● WHAT THE TASK ASKS:
In the listing that follows, the lines starting at the one containing "all non-global translations." and ending at the one containing "invalidation was issued." are to be returned exactly, both boundary lines included, and no others.

● RAW DATA:
//! Free-list frame allocator over a block of frames held in ordinary memory.

use alloc::boxed::Box;
use alloc::vec::Vec;
use kernel_memory_addresses::{PAGE_SIZE, PhysicalFrame};
use kernel_vmem::{FrameAlloc, PhysMapper};
use log::{debug, trace};

type Frame = [u8; PAGE_SIZE as usize];

/// Physical frames `[first, first + count)` with a LIFO free list.
///
/// The lowest frame number is handed out first after construction, which
/// keeps allocation order predictable.
///
/// # Invariants
/// - A frame is either on the free list or owned by the caller, never both.
pub struct RamFrames {
    first: u32,
    frames: Vec<Box<Frame>>,
    free: Vec<PhysicalFrame>,
}

impl RamFrames {
    /// # Panics
    /// Panics if the range exceeds the 32-bit physical address space.
    #[must_use]
    pub fn new(first: u32, count: u32) -> Self {
        assert!(
            u64::from(first) + u64::from(count) <= 1 << 20,
            "frame range beyond 4 GiB"
        );
        let frames = (0..count).map(|_| Box::new([0u8; PAGE_SIZE as usize])).collect();
        let free = (first..first + count).rev().map(PhysicalFrame::from_number).collect();
        debug!("ram frames {first:#x}..{:#x}", first + count);
        Self { first, frames, free }
    }

    /// Whether `frame` belongs to this allocator's range.
    #[must_use]
    pub fn owns(&self, frame: PhysicalFrame) -> bool {
        frame.number() >= self.first && ((frame.number() - self.first) as usize) < self.frames.len()
    }

    /// Take frames until only `keep` remain free, simulating memory pressure.
    pub fn reserve_all_but(&mut self, keep: usize) -> Vec<PhysicalFrame> {
        let n = self.free.len().saturating_sub(keep);
        let at = self.free.len() - n;
        self.free.split_off(at)
    }

    /// Give back frames taken with [`reserve_all_but`](Self::reserve_all_but).
    pub fn release(&mut self, frames: Vec<PhysicalFrame>) {
        for f in frames {
            self.free_frame(f);
        }
    }

    fn slot(&self, frame: PhysicalFrame) -> usize {
        assert!(self.owns(frame), "{frame} not managed by this allocator");
        (frame.number() - self.first) as usize
    }
}

impl FrameAlloc for RamFrames {
    fn alloc_frame(&mut self) -> Option<PhysicalFrame> {
        let f = self.free.pop();
        trace!("kalloc -> {f:?}");
        f
    }

    fn free_frame(&mut self, frame: PhysicalFrame) {
        let _ = self.slot(frame);
        assert!(!self.free.contains(&frame), "kfree: {frame} freed twice");
        self.free.push(frame);
    }

    fn frame_limit(&self) -> u32 {
        self.first + self.frames.len() as u32
    }

    fn free_frames(&self) -> usize {
        self.free.len()
    }
}

impl PhysMapper for RamFrames {
    fn frame(&self, frame: PhysicalFrame) -> &Frame {
        &self.frames[self.slot(frame)]
    }

    fn frame_mut(&mut self, frame: PhysicalFrame) -> &mut Frame {
        let i = self.slot(frame);
        &mut self.frames[i]
    }
}
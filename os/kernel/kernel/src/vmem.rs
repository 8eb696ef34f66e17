//! Process-level memory operations: creation, fork, heap resizing and
//! teardown.

use crate::platform::Scheduler;
use crate::proc::{Pid, ProcState, Process};
use crate::trap::TrapFrame;
use crate::{Cpu, Kernel};
use kernel_memory_addresses::VirtualAddress;
use kernel_vmem::{AddressSpace, FrameAlloc, MmArea, PhysMapper, TranslationCache, VmError, copy_address_space};
use log::{debug, info};

impl<M: FrameAlloc + PhysMapper> Kernel<M> {
    /// A new process with an empty user half, ready for [`exec`](Self::exec).
    ///
    /// # Errors
    /// [`VmError::OutOfMemory`] if the page directory cannot be allocated.
    pub fn create_process(&self, cpu: &Cpu, name: &str) -> Result<Process, VmError> {
        let space = self.with_memory(cpu, |mem| AddressSpace::new_user(mem, self.kernel_space()))?;
        let proc = Process::new(self.allocate_pid(), name, space);
        debug!("pid {} {}: created", proc.pid(), proc.name());
        Ok(proc)
    }

    /// Release every frame and table of `proc`'s address space and reset its
    /// regions and alarm. The space must not be active on any CPU.
    pub fn release(&self, cpu: &Cpu, proc: &mut Process) {
        if let Some(space) = proc.space.take() {
            debug_assert_ne!(cpu.active_root(), Some(space.root()), "freeing the active page directory");
            self.with_memory(cpu, |mem| space.destroy(mem));
        }
        proc.text_data = MmArea::default();
        proc.stack = MmArea::default();
        proc.heap = MmArea::default();
        proc.alarm.clear();
    }

    /// Move the heap break of `proc` by `delta` bytes and return the new
    /// break.
    ///
    /// Growing only moves the break; pages appear on first touch. Shrinking
    /// unmaps every page wholly above the new break at once and flushes this
    /// CPU's translations when `proc` is active. `delta == 0` changes
    /// nothing.
    ///
    /// # Errors
    /// [`VmError::InvalidDelta`] when the break would fall below the heap
    /// start or rise past the kernel base.
    pub fn grow_or_shrink_heap(&self, cpu: &mut Cpu, proc: &mut Process, delta: i32) -> Result<VirtualAddress, VmError> {
        let limit = VirtualAddress::new(self.layout.kernel_base);
        let Some(vm) = proc.vm() else {
            return Err(VmError::InvalidAddress(limit));
        };
        if delta >= 0 {
            vm.heap.grow_heap(delta, limit)?;
        } else {
            self.with_memory(cpu, |mem| vm.heap.shrink_heap(delta, vm.space, mem))?;
            if cpu.active_root() == Some(vm.space.root()) {
                cpu.activate(vm.space.root());
            }
        }
        Ok(vm.heap.limit())
    }

    /// Duplicate `parent` copy-on-write. The child gets a fresh pid, the
    /// parent's regions, a disarmed alarm and `tf` with `eax = 0`, and is
    /// handed to `sched`. Returns the child's pid.
    ///
    /// # Errors
    /// [`VmError::OutOfMemory`]; nothing of the child survives.
    pub fn fork<S: Scheduler + ?Sized>(
        &self,
        cpu: &mut Cpu,
        tf: &TrapFrame,
        parent: &mut Process,
        sched: &mut S,
    ) -> Result<Pid, VmError> {
        let areas = parent.regions();
        let Some(space) = parent.space.as_mut() else {
            return Err(VmError::InvalidAddress(VirtualAddress::zero()));
        };
        let child_space = {
            let mut mem = self.memory.lock_on(cpu.id());
            copy_address_space(space, &areas, &mut *mem, cpu)?
        };

        let mut child = Process::new(self.allocate_pid(), parent.name().as_str(), child_space);
        child.text_data = parent.text_data;
        child.stack = parent.stack;
        child.heap = parent.heap;
        child.state = ProcState::Runnable;

        let mut child_tf = *tf;
        child_tf.eax = 0;
        let pid = child.pid();
        info!("pid {} {}: forked child {pid}", parent.pid(), parent.name());
        sched.spawn(child, child_tf);
        Ok(pid)
    }
}
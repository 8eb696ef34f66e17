//! # Kernel core
//!
//! Process memory and fault handling for a small 32-bit multiprocessor
//! kernel. The pieces below sit on top of [`kernel_vmem`]:
//!
//! - [`proc`]: the per-process memory context (address space, regions,
//!   alarm state).
//! - [`trap`]: the single trap entry point with its return checkpoints.
//! - [`interrupts`]: the page fault resolver and the timer tick.
//! - [`alarm`]: the periodic user callback and its continuation record.
//! - [`exec`] / [`elf`]: replacing a process image from an ELF32 file.
//! - [`syscall`]: the system call table for the calls above.
//! - [`logger`]: the `log` backend writing to a console sink.
//!
//! Collaborators the core does not implement (file system, scheduler,
//! interrupt controller) are reached through the traits in [`platform`].
//!
//! ## Locking
//!
//! [`Kernel`] is shared by reference between CPUs. Physical memory (the
//! frame allocator together with the reference table) sits behind the
//! `kmem` spin lock and the tick counter behind `time`. A process's page
//! tables are only touched through `&mut Process`, which the scheduler hands
//! to one CPU at a time.

#![cfg_attr(not(any(test, doctest)), no_std)]
#![allow(unsafe_code, clippy::missing_panics_doc, clippy::cast_possible_truncation)]

extern crate alloc;

pub mod alarm;
pub mod cpu;
pub mod elf;
pub mod exec;
pub mod interrupts;
pub mod logger;
pub mod platform;
pub mod proc;
pub mod syscall;
pub mod trap;
mod vmem;

use crate::proc::Pid;
use alloc::sync::Arc;
use core::sync::atomic::{AtomicU32, Ordering};
use kernel_info::memory::MemoryLayout;
use kernel_sync::SpinLock;
use kernel_vmem::{AddressSpace, FrameAlloc, PhysMapper, PhysicalMemory, VmError};
use log::info;

pub use crate::alarm::{AlarmError, AlarmPhase, AlarmState, ContinuationRecord, SavedRegisters};
pub use crate::cpu::Cpu;
pub use crate::elf::ElfError;
pub use crate::exec::ExecError;
pub use crate::interrupts::page_fault::{Fault, FaultCause, FaultError, PageFaultError};
pub use crate::platform::{FileSystem, Inode, InterruptController, Irq, Platform, Scheduler};
pub use crate::proc::{ProcState, Process};
pub use crate::syscall::SyscallError;
pub use crate::trap::{TrapFrame, TrapOutcome};

/// State shared by every CPU.
pub struct Kernel<M> {
    memory: SpinLock<PhysicalMemory<M>>,
    kernel_space: Arc<AddressSpace>,
    layout: MemoryLayout,
    ticks: SpinLock<u32>,
    next_pid: AtomicU32,
}

impl<M: FrameAlloc + PhysMapper> Kernel<M> {
    /// Take over `frames` and build the kernel template mapping of `layout`.
    ///
    /// # Errors
    /// [`VmError::OutOfMemory`] if the kernel's page tables do not fit.
    pub fn boot(frames: M, layout: MemoryLayout) -> Result<Self, VmError> {
        let mut memory = PhysicalMemory::new(frames);
        let kernel_space = AddressSpace::new_kernel(&mut memory, &layout)?;
        info!(
            "kernel template {} ready, {} frames free",
            kernel_space.root(),
            memory.free_frames()
        );
        Ok(Self {
            memory: SpinLock::named("kmem", memory),
            kernel_space: Arc::new(kernel_space),
            layout,
            ticks: SpinLock::named("time", 0),
            next_pid: AtomicU32::new(1),
        })
    }

    #[inline]
    #[must_use]
    pub const fn layout(&self) -> &MemoryLayout {
        &self.layout
    }

    /// The address space holding only the kernel mapping.
    #[inline]
    #[must_use]
    pub const fn kernel_space(&self) -> &Arc<AddressSpace> {
        &self.kernel_space
    }

    /// Run `f` with the physical memory lock held on behalf of `cpu`.
    pub fn with_memory<R>(&self, cpu: &Cpu, f: impl FnOnce(&mut PhysicalMemory<M>) -> R) -> R {
        let mut mem = self.memory.lock_on(cpu.id());
        f(&mut mem)
    }

    fn allocate_pid(&self) -> Pid {
        Pid::new(self.next_pid.fetch_add(1, Ordering::Relaxed))
    }
}
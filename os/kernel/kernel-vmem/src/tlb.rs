use crate::AddressSpace;
use kernel_memory_addresses::{PhysicalFrame, VirtualAddress};

/// A CPU's translation lookaside buffer, as far as this kernel cares.
///
/// Invalidation is local only. An address space runs on one CPU at a time,
/// so no other CPU can hold a stale translation for it.
pub trait TranslationCache {
    /// Directory frame currently loaded into CR3, if any.
    fn active_root(&self) -> Option<PhysicalFrame>;

    /// Load `root` into CR3, flushing all non-global translations.
    fn activate(&mut self, root: PhysicalFrame);

    /// Drop the cached translation of the page containing `va`.
    fn invalidate_page(&mut self, va: VirtualAddress);
}

/// Invalidate `va` on this CPU if `space` is the active address space.
///
/// Returns whether an invalidation was issued.
pub fn invalidate_if_active<C: TranslationCache + ?Sized>(
    cache: &mut C,
    space: &AddressSpace,
    va: VirtualAddress,
) -> bool {
    if cache.active_root() == Some(space.root()) {
        cache.invalidate_page(va);
        true
    } else {
        false
    }
}
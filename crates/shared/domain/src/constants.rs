//! Domain-level constants.
//!
//! These constants define business rules and validation requirements.

// =============================================================================
// User Roles
// =============================================================================

/// Label for the administrator role
pub const ROLE_ADMINISTRATOR: &str = "System Administrator";

/// Label for the normal (shopper) role
pub const ROLE_NORMAL_USER: &str = "Normal User";

/// Label for the store owner role
pub const ROLE_STORE_OWNER: &str = "Store Owner";

// =============================================================================
// Validation
// =============================================================================

/// Minimum name length (after trimming)
pub const MIN_NAME_LENGTH: u64 = 3;

/// Maximum name length
pub const MAX_NAME_LENGTH: u64 = 60;

/// Maximum address length
pub const MAX_ADDRESS_LENGTH: u64 = 400;

/// Minimum password length
pub const MIN_PASSWORD_LENGTH: usize = 8;

/// Maximum password length
pub const MAX_PASSWORD_LENGTH: usize = 16;

/// Symbols accepted as the password's special character
pub const PASSWORD_SPECIAL_CHARS: &str = "!@#$%^&*";

/// Lowest accepted star rating
pub const MIN_RATING: u8 = 1;

/// Highest accepted star rating
pub const MAX_RATING: u8 = 5;

// =============================================================================
// Persistence
// =============================================================================

/// Storage key for the users collection
pub const USERS_KEY: &str = "sr_users";

/// Storage key for the stores collection
pub const STORES_KEY: &str = "sr_stores";

/// Storage key for the ratings collection
pub const RATINGS_KEY: &str = "sr_ratings";

// =============================================================================
// Seed Data
// =============================================================================

/// Name of the administrator created when nothing is persisted yet
pub const SEED_ADMIN_NAME: &str = "R.K. Administrator";

/// Email of the seeded administrator
pub const SEED_ADMIN_EMAIL: &str = "RKADD@gmail.com";

/// Address of the seeded administrator
pub const SEED_ADMIN_ADDRESS: &str = "123 Admin Way";

/// Password of the seeded administrator
pub const SEED_ADMIN_PASSWORD: &str = "RKADD@147852369";

/// Placeholder shown for a rating whose author no longer exists
pub const UNKNOWN_RATER_NAME: &str = "Unknown User";

/// Placeholder shown for a store without ratings
pub const NO_RATING_LABEL: &str = "N/A";
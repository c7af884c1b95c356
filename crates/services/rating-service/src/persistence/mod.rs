//! Persistence layer - key-value media and the gateway that mirrors the
//! in-memory collections into them.

mod gateway;
mod key_value;

pub use gateway::PersistenceGateway;
pub use key_value::{FileStore, KeyValueStore, MemoryStore, StorageError};

#[cfg(any(test, feature = "test-utils"))]
pub use key_value::MockKeyValueStore;
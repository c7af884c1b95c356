//! Persistence gateway.
//!
//! Mirrors whole collections into a [`KeyValueStore`] as JSON arrays. Neither
//! loading nor saving ever fails from the caller's point of view: unreadable
//! data falls back to the supplied default and failed writes are logged.

use serde::de::DeserializeOwned;
use serde::Serialize;
use tracing::{debug, error};

use super::key_value::{KeyValueStore, StorageError};

/// Serializes collections to, and restores them from, a key-value medium.
pub struct PersistenceGateway {
    backend: Box<dyn KeyValueStore>,
}

impl PersistenceGateway {
    pub fn new(backend: impl KeyValueStore + 'static) -> Self {
        Self {
            backend: Box::new(backend),
        }
    }

    /// Load the collection stored under `key`, or `default` when nothing usable is stored.
    pub fn load<T: DeserializeOwned>(&self, key: &str, default: Vec<T>) -> Vec<T> {
        match self.try_load(key) {
            Ok(Some(items)) => {
                debug!(key, count = items.len(), "Loaded persisted collection");
                items
            }
            Ok(None) => {
                debug!(key, "Nothing persisted, using default");
                default
            }
            Err(e) => {
                error!(key, error = %e, "Failed to load persisted collection, using default");
                default
            }
        }
    }

    /// Persist the collection under `key`. Failures are logged and swallowed.
    pub fn save<T: Serialize>(&mut self, key: &str, items: &[T]) {
        if let Err(e) = self.try_save(key, items) {
            error!(key, error = %e, "Failed to persist collection");
        }
    }

    fn try_load<T: DeserializeOwned>(&self, key: &str) -> Result<Option<Vec<T>>, StorageError> {
        match self.backend.get(key)? {
            Some(raw) if !raw.trim().is_empty() => Ok(Some(serde_json::from_str(&raw)?)),
            _ => Ok(None),
        }
    }

    fn try_save<T: Serialize>(&mut self, key: &str, items: &[T]) -> Result<(), StorageError> {
        let raw = serde_json::to_string(items)?;
        self.backend.set(key, &raw)
    }
}
//! Field rules shared by signup, the admin add-user form and password changes.

use std::borrow::Cow;

use once_cell::sync::Lazy;
use regex::Regex;
use validator::ValidationError;

use crate::constants::{
    MAX_PASSWORD_LENGTH, MAX_RATING, MIN_PASSWORD_LENGTH, MIN_RATING, PASSWORD_SPECIAL_CHARS,
};
use crate::error::{DomainError, DomainResult};

static EMAIL_REGEX: Lazy<Regex> = Lazy::new(|| {
    Regex::new(r"^[^\s@]+@[^\s@]+\.[^\s@]+$").expect("email pattern is valid")
});

static UPPERCASE_REGEX: Lazy<Regex> =
    Lazy::new(|| Regex::new(r"[A-Z]").expect("uppercase pattern is valid"));

/// Message reported for any password that fails the policy
pub const PASSWORD_POLICY_MESSAGE: &str =
    "Password must be 8-16 characters with one uppercase letter and one special character";

/// Message reported for a malformed email
pub const EMAIL_MESSAGE: &str = "Invalid email format";

/// Message reported when a password and its confirmation differ
pub const PASSWORD_MISMATCH_MESSAGE: &str = "Passwords do not match";

fn error(code: &'static str, message: &'static str) -> ValidationError {
    let mut error = ValidationError::new(code);
    error.message = Some(Cow::Borrowed(message));
    error
}

/// Check that an email has the `local@domain.tld` shape.
pub fn validate_email_shape(email: &str) -> Result<(), ValidationError> {
    if EMAIL_REGEX.is_match(email) {
        Ok(())
    } else {
        Err(error("email", EMAIL_MESSAGE))
    }
}

/// Check the password policy: 8-16 characters on one line, at least one
/// uppercase letter and at least one of `!@#$%^&*`.
pub fn validate_password(password: &str) -> Result<(), ValidationError> {
    let length = password.chars().count();
    let single_line = !password.contains(['\n', '\r']);
    let has_upper = UPPERCASE_REGEX.is_match(password);
    let has_special = password.chars().any(|c| PASSWORD_SPECIAL_CHARS.contains(c));

    if (MIN_PASSWORD_LENGTH..=MAX_PASSWORD_LENGTH).contains(&length)
        && single_line
        && has_upper
        && has_special
    {
        Ok(())
    } else {
        Err(error("password", PASSWORD_POLICY_MESSAGE))
    }
}

/// Check that a star rating is within 1..=5.
pub fn validate_rating(rating: u8) -> DomainResult<()> {
    if (MIN_RATING..=MAX_RATING).contains(&rating) {
        Ok(())
    } else {
        Err(DomainError::validation(format!(
            "Rating must be between {} and {}",
            MIN_RATING, MAX_RATING
        )))
    }
}

/// Check that a typed-twice password matches its confirmation exactly.
pub fn confirm_password(password: &str, confirmation: &str) -> DomainResult<()> {
    if password == confirmation {
        Ok(())
    } else {
        Err(DomainError::validation(PASSWORD_MISMATCH_MESSAGE))
    }
}
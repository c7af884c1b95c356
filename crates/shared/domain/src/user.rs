//! User domain entity and related types.

use std::str::FromStr;

use serde::{Deserialize, Serialize};
use validator::Validate;

use crate::constants::{
    MAX_ADDRESS_LENGTH, MAX_NAME_LENGTH, MIN_NAME_LENGTH, ROLE_ADMINISTRATOR, ROLE_NORMAL_USER,
    ROLE_STORE_OWNER, SEED_ADMIN_ADDRESS, SEED_ADMIN_EMAIL, SEED_ADMIN_NAME, SEED_ADMIN_PASSWORD,
};
use crate::error::DomainError;
use crate::password::Password;
use crate::validation::{validate_email_shape, validate_password};

/// User roles enumeration
#[derive(Debug, Clone, Copy, PartialEq, Eq, Hash, Serialize, Deserialize)]
pub enum UserRole {
    #[serde(rename = "System Administrator")]
    Administrator,
    #[serde(rename = "Normal User")]
    NormalUser,
    #[serde(rename = "Store Owner")]
    StoreOwner,
}

impl UserRole {
    /// Human-readable label, also used as the persisted value
    pub fn label(&self) -> &'static str {
        match self {
            UserRole::Administrator => ROLE_ADMINISTRATOR,
            UserRole::NormalUser => ROLE_NORMAL_USER,
            UserRole::StoreOwner => ROLE_STORE_OWNER,
        }
    }

    /// Check if this role has admin privileges
    pub fn is_admin(&self) -> bool {
        matches!(self, UserRole::Administrator)
    }
}

impl FromStr for UserRole {
    type Err = DomainError;

    /// Accepts the full labels as well as the short forms used on the command line.
    fn from_str(s: &str) -> Result<Self, Self::Err> {
        match s.trim().to_lowercase().as_str() {
            "system administrator" | "administrator" | "admin" => Ok(UserRole::Administrator),
            "normal user" | "normal" | "user" => Ok(UserRole::NormalUser),
            "store owner" | "store-owner" | "owner" => Ok(UserRole::StoreOwner),
            other => Err(DomainError::validation(format!("Unknown role: {}", other))),
        }
    }
}

impl std::fmt::Display for UserRole {
    fn fmt(&self, f: &mut std::fmt::Formatter<'_>) -> std::fmt::Result {
        write!(f, "{}", self.label())
    }
}

/// User domain entity
#[derive(Debug, Clone, PartialEq, Serialize, Deserialize)]
pub struct User {
    pub id: u64,
    pub name: String,
    pub email: String,
    pub address: String,
    pub role: UserRole,
    pub password: Password,
}

impl User {
    /// The administrator present when nothing has been persisted yet.
    pub fn seed_admin() -> Self {
        Self {
            id: 1,
            name: SEED_ADMIN_NAME.to_string(),
            email: SEED_ADMIN_EMAIL.to_string(),
            address: SEED_ADMIN_ADDRESS.to_string(),
            role: UserRole::Administrator,
            password: Password::from_stored(SEED_ADMIN_PASSWORD.to_string()),
        }
    }

    /// Case-insensitive email comparison
    pub fn has_email(&self, email: &str) -> bool {
        self.email.to_lowercase() == email.trim().to_lowercase()
    }

    /// Check if user has admin role
    pub fn is_admin(&self) -> bool {
        self.role.is_admin()
    }
}

/// User creation data (signup and the admin add-user form)
#[derive(Debug, Clone, Deserialize, Validate)]
pub struct NewUser {
    /// Display name, 3-60 characters
    #[validate(length(
        min = MIN_NAME_LENGTH,
        max = MAX_NAME_LENGTH,
        message = "Name must be between 3 and 60 characters"
    ))]
    pub name: String,
    /// Email address, unique across users
    #[validate(custom(function = "validate_email_shape"))]
    pub email: String,
    /// Postal address, at most 400 characters
    #[validate(length(max = MAX_ADDRESS_LENGTH, message = "Address must be max 400 characters"))]
    pub address: String,
    /// Requested role
    pub role: UserRole,
    /// Plaintext password checked against the policy
    #[validate(custom(function = "validate_password"))]
    pub password: String,
}

impl NewUser {
    pub fn new(
        name: impl Into<String>,
        email: impl Into<String>,
        address: impl Into<String>,
        role: UserRole,
        password: impl Into<String>,
    ) -> Self {
        Self {
            name: name.into(),
            email: email.into(),
            address: address.into(),
            role,
            password: password.into(),
        }
    }

    /// Trim surrounding whitespace from the text fields (not the password).
    pub fn normalized(self) -> Self {
        Self {
            name: self.name.trim().to_string(),
            email: self.email.trim().to_string(),
            address: self.address.trim().to_string(),
            ..self
        }
    }
}

/// User view without the password, for listings
#[derive(Debug, Clone, PartialEq, Serialize, Deserialize)]
pub struct UserResponse {
    pub id: u64,
    pub name: String,
    pub email: String,
    pub address: String,
    pub role: UserRole,
}

impl From<&User> for UserResponse {
    fn from(user: &User) -> Self {
        Self {
            id: user.id,
            name: user.name.clone(),
            email: user.email.clone(),
            address: user.address.clone(),
            role: user.role,
        }
    }
}
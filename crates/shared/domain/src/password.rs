//! Password value object.
//!
//! Passwords are kept as plaintext and compared exactly; the wrapper exists to
//! keep the policy check in one place and the value out of debug output.

use serde::{Deserialize, Serialize};

use crate::error::{DomainError, DomainResult};
use crate::validation::validate_password;

/// Plaintext password that has passed (or was persisted after passing) the policy.
#[derive(Clone, PartialEq, Eq, Serialize, Deserialize)]
#[serde(transparent)]
pub struct Password(String);

// Don't expose the password in debug output
impl std::fmt::Debug for Password {
    fn fmt(&self, f: &mut std::fmt::Formatter<'_>) -> std::fmt::Result {
        f.debug_tuple("Password").field(&"[REDACTED]").finish()
    }
}

impl Password {
    /// Create a password after checking the policy.
    ///
    /// # Errors
    /// Returns a validation error if the policy is not met.
    pub fn new(plain_text: &str) -> DomainResult<Self> {
        validate_password(plain_text).map_err(|e| {
            DomainError::validation(
                e.message
                    .map(|m| m.to_string())
                    .unwrap_or_else(|| "Invalid password".to_string()),
            )
        })?;
        Ok(Self(plain_text.to_string()))
    }

    /// Wrap an already stored password without re-checking the policy.
    pub fn from_stored(stored: String) -> Self {
        Self(stored)
    }

    /// Exact comparison against a candidate.
    pub fn verify(&self, plain_text: &str) -> bool {
        self.0 == plain_text
    }
}

#[cfg(test)]
mod tests {
    use super::*;

    #[test]
    fn test_password_new_and_verify() {
        let password = Password::new("Abc@1234").unwrap();

        assert!(password.verify("Abc@1234"));
        assert!(!password.verify("abc@1234"));
        assert!(!password.verify("Abc@12345"));
    }

    #[test]
    fn test_password_rejects_weak() {
        let result = Password::new("weak");
        assert!(matches!(result, Err(DomainError::Validation(_))));
    }

    #[test]
    fn test_password_debug_is_redacted() {
        let password = Password::from_stored("Secret@123".to_string());
        let debug = format!("{:?}", password);

        assert!(!debug.contains("Secret"));
        assert!(debug.contains("REDACTED"));
    }

    #[test]
    fn test_password_serializes_as_plain_string() {
        let password = Password::from_stored("Abc@1234".to_string());
        assert_eq!(serde_json::to_string(&password).unwrap(), "\"Abc@1234\"");
    }
}
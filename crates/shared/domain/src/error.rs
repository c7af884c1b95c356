//! Domain-level errors.
//!
//! These errors represent business rule violations. Persistence failures are
//! never reported through this type.

use thiserror::Error;
use validator::ValidationErrors;

/// Domain-specific errors for business rule violations.
#[derive(Error, Debug, Clone, PartialEq, Eq)]
pub enum DomainError {
    /// Malformed input (bad email shape, weak password, out-of-range rating, short name)
    #[error("Validation error: {0}")]
    Validation(String),

    /// Another user already registered this email (case-insensitive)
    #[error("An account with this email already exists")]
    DuplicateEmail,

    /// Action not permitted for the acting user
    #[error("Forbidden")]
    Forbidden,

    /// Current password did not match the stored one
    #[error("Current password is incorrect")]
    WrongPassword,

    /// Entity not found
    #[error("Not found: {0}")]
    NotFound(String),

    /// Owner already has a store
    #[error("Owner already has a store")]
    AlreadyOwnsStore,

    /// No user matches the supplied email, password and role
    #[error("Invalid credentials")]
    InvalidCredentials,
}

impl DomainError {
    /// Create a validation error
    pub fn validation(msg: impl Into<String>) -> Self {
        DomainError::Validation(msg.into())
    }

    /// Create a not found error
    pub fn not_found(entity: impl Into<String>) -> Self {
        DomainError::NotFound(entity.into())
    }
}

impl From<ValidationErrors> for DomainError {
    fn from(errors: ValidationErrors) -> Self {
        // Report the first message, fields are visited in name order
        let mut fields: Vec<_> = errors.field_errors().into_iter().collect();
        fields.sort_by(|a, b| a.0.cmp(&b.0));

        let message = fields
            .into_iter()
            .flat_map(|(_, errors)| errors.iter())
            .find_map(|error| error.message.as_ref())
            .map(|msg| msg.to_string())
            .unwrap_or_else(|| "Validation failed".to_string());

        DomainError::Validation(message)
    }
}

/// Result type alias for domain operations
pub type DomainResult<T> = Result<T, DomainError>;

● EXERCISE RESPONSE:
    /// Load `root` into CR3, flushing all non-global translations.
    fn activate(&mut self, root: PhysicalFrame);

    /// Drop the cached translation of the page containing `va`.
    fn invalidate_page(&mut self, va: VirtualAddress);
}

/// Invalidate `va` on this CPU if `space` is the active address space.
///
/// Returns whether an invalidation was issued.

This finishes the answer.